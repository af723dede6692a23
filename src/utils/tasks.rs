use log::{debug, error};
use std::future::Future;
use tokio::task::JoinHandle;

/// Spawns `future` and a watcher that logs its error or panic.
///
/// The returned handle belongs to the watcher; aborting it leaves the work
/// itself running.
pub fn spawn_logged<F>(name: &'static str, future: F) -> JoinHandle<()>
where
    F: Future<Output = anyhow::Result<()>> + Send + 'static,
{
    let task = tokio::spawn(future);
    tokio::spawn(async move {
        match task.await {
            Ok(Ok(())) => {}
            Ok(Err(e)) => error!("{} failed: {:#}", name, e),
            Err(e) if e.is_cancelled() => debug!("{} cancelled", name),
            Err(e) => error!("{} panicked: {}", name, e),
        }
    })
}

##########

Take the entries and print them exactly. Keep every line.

repository af723dede6692a23
filename src/utils/tasks.rs
use log::{debug, error};
use std::future::Future;
use tokio::task::JoinHandle;

/// Spawns `future` and a watcher that logs its error or panic.
///
/// The returned handle belongs to the watcher; aborting it leaves the work
/// itself running.
pub fn spawn_logged<F>(name: &'static str, future: F) -> JoinHandle<()>
where
    F: Future<Output = anyhow::Result<()>> + Send + 'static,
{
    let task = tokio::spawn(future);
    tokio::spawn(async move {
        match task.await {
            Ok(Ok(())) => {}
            Ok(Err(e)) => error!("{} failed: {:#}", name, e),
            Err(e) if e.is_cancelled() => debug!("{} cancelled", name),
            Err(e) => error!("{} panicked: {}", name, e),
        }
    })
}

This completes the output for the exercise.